Source records
use crate::disparity::DisparityMap;

/// Invalidate small connected blobs of a disparity map.
///
/// Two 4-connected pixels belong to the same blob when their fixed-point values differ
/// by at most `max_diff`. Blobs of at most `max_speckle_size` pixels are set to the
/// map's invalid value. Invalid pixels never join a blob.
///
/// # Arguments
///
/// * `disparity` - The map to filter in place.
/// * `max_speckle_size` - Largest blob size, in pixels, that is removed.
/// * `max_diff` - Largest fixed-point step between neighbours of one blob.
///
/// Returns the number of invalidated pixels.
pub fn filter_speckles(disparity: &mut DisparityMap, max_speckle_size: usize, max_diff: i32) -> usize {
    if max_speckle_size == 0 {
        return 0;
    }
    let invalid = disparity.invalid_value();
    let (width, height) = (disparity.size().width, disparity.size().height);
    let data = disparity.as_slice_mut();

    // 0: unvisited, otherwise 1 + index of the blob
    let mut labels = vec![0u32; width * height];
    let mut small_blob = Vec::<bool>::new();
    let mut stack = Vec::new();
    let mut removed = 0;

    for start in 0..width * height {
        if data[start] == invalid {
            continue;
        }
        if labels[start] != 0 {
            if small_blob[labels[start] as usize - 1] {
                data[start] = invalid;
            }
            continue;
        }

        let label = small_blob.len() as u32 + 1;
        labels[start] = label;
        stack.push(start);
        let mut count = 0usize;

        while let Some(p) = stack.pop() {
            count += 1;
            let value = data[p] as i32;
            let (x, y) = (p % width, p / width);

            let mut visit = |q: usize| {
                let dq = data[q];
                if labels[q] == 0 && dq != invalid && (dq as i32 - value).abs() <= max_diff {
                    labels[q] = label;
                    stack.push(q);
                }
            };
            if x + 1 < width {
                visit(p + 1);
            }
            if x > 0 {
                visit(p - 1);
            }
            if y + 1 < height {
                visit(p + width);
            }
            if y > 0 {
                visit(p - width);
            }
        }

        let is_small = count <= max_speckle_size;
        small_blob.push(is_small);
        if is_small {
            data[start] = invalid;
            removed += count;
        }
    }

    removed
}
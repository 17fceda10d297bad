#![deny(missing_docs)]
#![doc = env!("CARGO_PKG_DESCRIPTION")]

/// fixed-point disparity maps.
pub mod disparity;

/// Error types for the stereo module.
pub mod error;

/// point clouds and their text export.
pub mod pointcloud;

/// undistort and rectify maps of a calibrated pair.
pub mod rectifier;

/// disparity to 3d reprojection.
pub mod reproject;

/// semi-global block matching.
pub mod sgbm;

/// removal of small disparity blobs.
pub mod speckle;

pub use crate::disparity::DisparityMap;
pub use crate::error::StereoError;
pub use crate::pointcloud::PointCloud;
pub use crate::rectifier::Rectifier;
pub use crate::reproject::{point_cloud_from_disparity, reproject_image_to_3d, MAX_Z};
pub use crate::sgbm::{compute_disparity, SgbmMode, SgbmParams};
pub use crate::speckle::filter_speckles;
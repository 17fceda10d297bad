use super::{CameraExtrinsic, CameraIntrinsic};
use crate::parallel;
use binocular_image::{Image, ImageError, ImageSize};

/// Maximum number of fixed-point iterations when inverting the distortion model.
const UNDISTORT_MAX_ITERATIONS: usize = 20;

/// Errors raised when building a distortion model.
#[derive(thiserror::Error, Debug, PartialEq)]
pub enum DistortionError {
    /// The coefficient vector has a length other than 4, 5 or 8.
    #[error("Distortion vector must have 4, 5 or 8 coefficients, got {0}")]
    InvalidCoefficientCount(usize),
}

/// Represents the polynomial distortion parameters of a camera
///
/// The radial term is the rational function
/// `(1 + k1 r² + k2 r⁴ + k3 r⁶) / (1 + k4 r² + k5 r⁴ + k6 r⁶)` and `p1`, `p2` are the
/// tangential coefficients.
#[derive(Clone, Copy, Debug, Default, PartialEq)]
pub struct PolynomialDistortion {
    /// The first radial distortion coefficient
    pub k1: f64,
    /// The second radial distortion coefficient
    pub k2: f64,
    /// The third radial distortion coefficient
    pub k3: f64,
    /// The fourth radial distortion coefficient
    pub k4: f64,
    /// The fifth radial distortion coefficient
    pub k5: f64,
    /// The sixth radial distortion coefficient
    pub k6: f64,
    /// The first tangential distortion coefficient
    pub p1: f64,
    /// The second tangential distortion coefficient
    pub p2: f64,
}

impl PolynomialDistortion {
    /// Build the model from a coefficient vector ordered `[k1, k2, p1, p2, k3, k4, k5, k6]`.
    ///
    /// Vectors of length 4 and 5 leave the missing terms at zero.
    pub fn from_coefficients(coeffs: &[f64]) -> Result<Self, DistortionError> {
        if !matches!(coeffs.len(), 4 | 5 | 8) {
            return Err(DistortionError::InvalidCoefficientCount(coeffs.len()));
        }
        let at = |i: usize| coeffs.get(i).copied().unwrap_or(0.0);
        Ok(Self {
            k1: at(0),
            k2: at(1),
            p1: at(2),
            p2: at(3),
            k3: at(4),
            k4: at(5),
            k5: at(6),
            k6: at(7),
        })
    }

    /// The coefficient vector `[k1, k2, p1, p2, k3]`, extended with `[k4, k5, k6]`
    /// when any rational term is non-zero.
    pub fn coefficients(&self) -> Vec<f64> {
        let mut coeffs = vec![self.k1, self.k2, self.p1, self.p2, self.k3];
        if self.k4 != 0.0 || self.k5 != 0.0 || self.k6 != 0.0 {
            coeffs.extend_from_slice(&[self.k4, self.k5, self.k6]);
        }
        coeffs
    }
}

/// Apply the distortion model to a point in normalized image coordinates.
#[inline]
pub fn distort_normalized(x: f64, y: f64, distortion: &PolynomialDistortion) -> (f64, f64) {
    let d = distortion;
    let r2 = x * x + y * y;
    let r4 = r2 * r2;
    let r6 = r4 * r2;

    // radial distortion
    let kr = (1.0 + d.k1 * r2 + d.k2 * r4 + d.k3 * r6) / (1.0 + d.k4 * r2 + d.k5 * r4 + d.k6 * r6);

    // tangential distortion
    let xd = x * kr + 2.0 * d.p1 * x * y + d.p2 * (r2 + 2.0 * x * x);
    let yd = y * kr + d.p1 * (r2 + 2.0 * y * y) + 2.0 * d.p2 * x * y;

    (xd, yd)
}

/// Distort a point using polynomial distortion
///
/// # Arguments
///
/// * `x` - The x coordinate of the point
/// * `y` - The y coordinate of the point
/// * `intrinsic` - The intrinsic parameters of the camera
/// * `distortion` - The distortion parameters of the camera
///
/// # Returns
///
/// * `x` - The x coordinate of the distorted point
/// * `y` - The y coordinate of the distorted point
pub fn distort_point_polynomial(
    x: f64,
    y: f64,
    intrinsic: &CameraIntrinsic,
    distortion: &PolynomialDistortion,
) -> (f64, f64) {
    let (x, y) = intrinsic.normalize(x, y);
    let (xd, yd) = distort_normalized(x, y, distortion);
    intrinsic.denormalize(xd, yd)
}

/// Invert the distortion model for a point in normalized image coordinates.
///
/// Uses fixed-point iteration; the input is returned unchanged if the radial
/// term becomes non-positive.
pub fn undistort_normalized(xd: f64, yd: f64, distortion: &PolynomialDistortion) -> (f64, f64) {
    let d = distortion;
    let (mut x, mut y) = (xd, yd);
    for _ in 0..UNDISTORT_MAX_ITERATIONS {
        let r2 = x * x + y * y;
        let r4 = r2 * r2;
        let r6 = r4 * r2;
        let icdist =
            (1.0 + d.k4 * r2 + d.k5 * r4 + d.k6 * r6) / (1.0 + d.k1 * r2 + d.k2 * r4 + d.k3 * r6);
        if icdist < 0.0 {
            return (xd, yd);
        }
        let delta_x = 2.0 * d.p1 * x * y + d.p2 * (r2 + 2.0 * x * x);
        let delta_y = d.p1 * (r2 + 2.0 * y * y) + 2.0 * d.p2 * x * y;
        x = (xd - delta_x) * icdist;
        y = (yd - delta_y) * icdist;
    }
    (x, y)
}

/// Undistort pixel coordinates, optionally rotating them and projecting with a new camera.
///
/// # Arguments
///
/// * `points` - Distorted pixel coordinates.
/// * `intrinsic` - The intrinsic parameters of the camera that observed the points.
/// * `distortion` - The distortion parameters of that camera.
/// * `rotation` - Optional rectifying rotation applied in normalized coordinates.
/// * `new_intrinsic` - Optional camera to project with; without it the output is normalized.
pub fn undistort_points(
    points: &[[f64; 2]],
    intrinsic: &CameraIntrinsic,
    distortion: &PolynomialDistortion,
    rotation: Option<&[[f64; 3]; 3]>,
    new_intrinsic: Option<&CameraIntrinsic>,
) -> Vec<[f64; 2]> {
    points
        .iter()
        .map(|p| {
            let (xd, yd) = intrinsic.normalize(p[0], p[1]);
            let (mut x, mut y) = undistort_normalized(xd, yd, distortion);
            if let Some(r) = rotation {
                let xx = r[0][0] * x + r[0][1] * y + r[0][2];
                let yy = r[1][0] * x + r[1][1] * y + r[1][2];
                let ww = r[2][0] * x + r[2][1] * y + r[2][2];
                x = xx / ww;
                y = yy / ww;
            }
            match new_intrinsic {
                Some(k) => {
                    let (u, v) = k.denormalize(x, y);
                    [u, v]
                }
                None => [x, y],
            }
        })
        .collect()
}

/// Generate the undistort and rectify map for a polynomial distortion model
///
/// For every pixel of the output image, the ray of `new_intrinsic` is rotated back by
/// the transpose of `extrinsic.rotation`, distorted and projected with `intrinsic`.
/// The translation of the extrinsic does not affect the map.
///
/// # Arguments
///
/// * `intrinsic` - The intrinsic parameters of the camera
/// * `extrinsic` - The rectifying rotation of the camera
/// * `new_intrinsic` - The intrinsic parameters of the output (rectified) camera
/// * `distortion` - The distortion parameters of the camera
/// * `size` - The size of the output image
///
/// # Returns
///
/// * `map_x` - The x map for undistorting and rectifying the image
/// * `map_y` - The y map for undistorting and rectifying the image
pub fn generate_correction_map_polynomial(
    intrinsic: &CameraIntrinsic,
    extrinsic: &CameraExtrinsic,
    new_intrinsic: &CameraIntrinsic,
    distortion: &PolynomialDistortion,
    size: &ImageSize,
) -> Result<(Image<f32, 1>, Image<f32, 1>), ImageError> {
    let mut map_x = Image::from_size_val(*size, 0.0f32)?;
    let mut map_y = Image::from_size_val(*size, 0.0f32)?;
    let r = &extrinsic.rotation;

    parallel::par_fill_grid(&mut map_x, &mut map_y, |col, row| {
        let (xn, yn) = new_intrinsic.normalize(col as f64, row as f64);

        // inverse rotation: R^T * [xn, yn, 1]
        let xx = r[0][0] * xn + r[1][0] * yn + r[2][0];
        let yy = r[0][1] * xn + r[1][1] * yn + r[2][1];
        let ww = r[0][2] * xn + r[1][2] * yn + r[2][2];
        if ww.abs() < f64::EPSILON {
            return (-1.0, -1.0);
        }

        let (xd, yd) = distort_normalized(xx / ww, yy / ww, distortion);
        let (u, v) = intrinsic.denormalize(xd, yd);
        (u as f32, v as f32)
    });

    Ok((map_x, map_y))
}

#[cfg(test)]
mod tests {
    use super::*;
    use approx::assert_relative_eq;

    fn intrinsic() -> CameraIntrinsic {
        CameraIntrinsic {
            fx: 577.48583984375,
            fy: 652.8748779296875,
            cx: 577.48583984375,
            cy: 386.1428833007813,
        }
    }

    fn distortion() -> PolynomialDistortion {
        PolynomialDistortion {
            k1: -0.21,
            k2: 0.05,
            k3: -0.002,
            p1: 0.0007,
            p2: -0.0003,
            ..Default::default()
        }
    }

    #[test]
    fn test_distort_point_identity() {
        let (x, y) = distort_point_polynomial(
            100.0,
            20.0,
            &intrinsic(),
            &PolynomialDistortion::default(),
        );
        assert_relative_eq!(x, 100.0, epsilon = 1e-9);
        assert_relative_eq!(y, 20.0, epsilon = 1e-9);
    }

    #[test]
    fn test_distort_point_polynomial() {
        let intrinsic = intrinsic();
        let distortion = PolynomialDistortion {
            k1: 0.1,
            ..Default::default()
        };
        // a point one focal length to the right of the principal point: r^2 = 1
        let (x, y) = distort_point_polynomial(
            intrinsic.cx + intrinsic.fx,
            intrinsic.cy,
            &intrinsic,
            &distortion,
        );
        assert_relative_eq!(x, intrinsic.cx + 1.1 * intrinsic.fx, epsilon = 1e-9);
        assert_relative_eq!(y, intrinsic.cy, epsilon = 1e-9);
    }

    #[test]
    fn test_undistort_inverts_distort() {
        let distortion = distortion();
        for &(x, y) in &[(0.1, -0.2), (-0.35, 0.25), (0.0, 0.0), (0.4, 0.3)] {
            let (xd, yd) = distort_normalized(x, y, &distortion);
            let (xu, yu) = undistort_normalized(xd, yd, &distortion);
            assert_relative_eq!(xu, x, epsilon = 1e-8);
            assert_relative_eq!(yu, y, epsilon = 1e-8);
        }
    }

    #[test]
    fn test_undistort_points_with_projection() {
        let intrinsic = intrinsic();
        let distortion = distortion();
        let (u, v) = distort_point_polynomial(700.0, 300.0, &intrinsic, &distortion);
        let out = undistort_points(&[[u, v]], &intrinsic, &distortion, None, Some(&intrinsic));
        assert_relative_eq!(out[0][0], 700.0, epsilon = 1e-6);
        assert_relative_eq!(out[0][1], 300.0, epsilon = 1e-6);
    }

    #[test]
    fn test_coefficients_round_trip() -> Result<(), DistortionError> {
        let distortion = distortion();
        let coeffs = distortion.coefficients();
        assert_eq!(coeffs.len(), 5);
        assert_eq!(PolynomialDistortion::from_coefficients(&coeffs)?, distortion);

        let rational = PolynomialDistortion {
            k5: 0.01,
            ..distortion
        };
        assert_eq!(rational.coefficients().len(), 8);

        let four = PolynomialDistortion::from_coefficients(&[0.1, 0.2, 0.3, 0.4])?;
        assert_eq!(four.k3, 0.0);
        assert_eq!(four.p2, 0.4);

        assert_eq!(
            PolynomialDistortion::from_coefficients(&[0.0; 6]),
            Err(DistortionError::InvalidCoefficientCount(6))
        );
        Ok(())
    }

    #[test]
    fn test_undistort_rectify_map_polynomial() -> Result<(), ImageError> {
        let intrinsic = intrinsic();
        let size = ImageSize {
            width: 8,
            height: 4,
        };

        let (map_x, map_y) = generate_correction_map_polynomial(
            &intrinsic,
            &CameraExtrinsic::default(),
            &intrinsic,
            &PolynomialDistortion::default(),
            &size,
        )?;

        assert_eq!(map_x.size(), size);
        assert_eq!(map_y.size(), size);

        // no distortion and no rotation is the identity map
        assert_relative_eq!(map_x.as_slice()[5], 5.0, epsilon = 1e-4);
        assert_relative_eq!(map_y.as_slice()[2 * 8 + 3], 2.0, epsilon = 1e-4);

        Ok(())
    }

    #[test]
    fn test_rectify_map_rotation() -> Result<(), ImageError> {
        let intrinsic = CameraIntrinsic {
            fx: 100.0,
            fy: 100.0,
            cx: 50.0,
            cy: 50.0,
        };
        // small rotation about the y axis moves the sampled column
        let angle: f64 = 0.1;
        let rotation = [
            [angle.cos(), 0.0, angle.sin()],
            [0.0, 1.0, 0.0],
            [-angle.sin(), 0.0, angle.cos()],
        ];
        let extrinsic = CameraExtrinsic {
            rotation,
            translation: [0.0; 3],
        };
        let size = ImageSize {
            width: 101,
            height: 101,
        };
        let (map_x, map_y) = generate_correction_map_polynomial(
            &intrinsic,
            &extrinsic,
            &intrinsic,
            &PolynomialDistortion::default(),
            &size,
        )?;

        // the principal ray of the output camera is R^T * z = (-sin, 0, cos)
        let center = 50 * 101 + 50;
        let expected_x = 50.0 - 100.0 * angle.tan();
        assert_relative_eq!(map_x.as_slice()[center] as f64, expected_x, epsilon = 1e-3);
        assert_relative_eq!(map_y.as_slice()[center] as f64, 50.0, epsilon = 1e-3);
        Ok(())
    }
}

Problem to work on
Go through the material above, and wherever a line contains the string "CameraIntrinsic", return it.

Expected answer
use super::{CameraExtrinsic, CameraIntrinsic};
    intrinsic: &CameraIntrinsic,
    intrinsic: &CameraIntrinsic,
    new_intrinsic: Option<&CameraIntrinsic>,
    intrinsic: &CameraIntrinsic,
    new_intrinsic: &CameraIntrinsic,
    fn intrinsic() -> CameraIntrinsic {
        CameraIntrinsic {
        let intrinsic = CameraIntrinsic {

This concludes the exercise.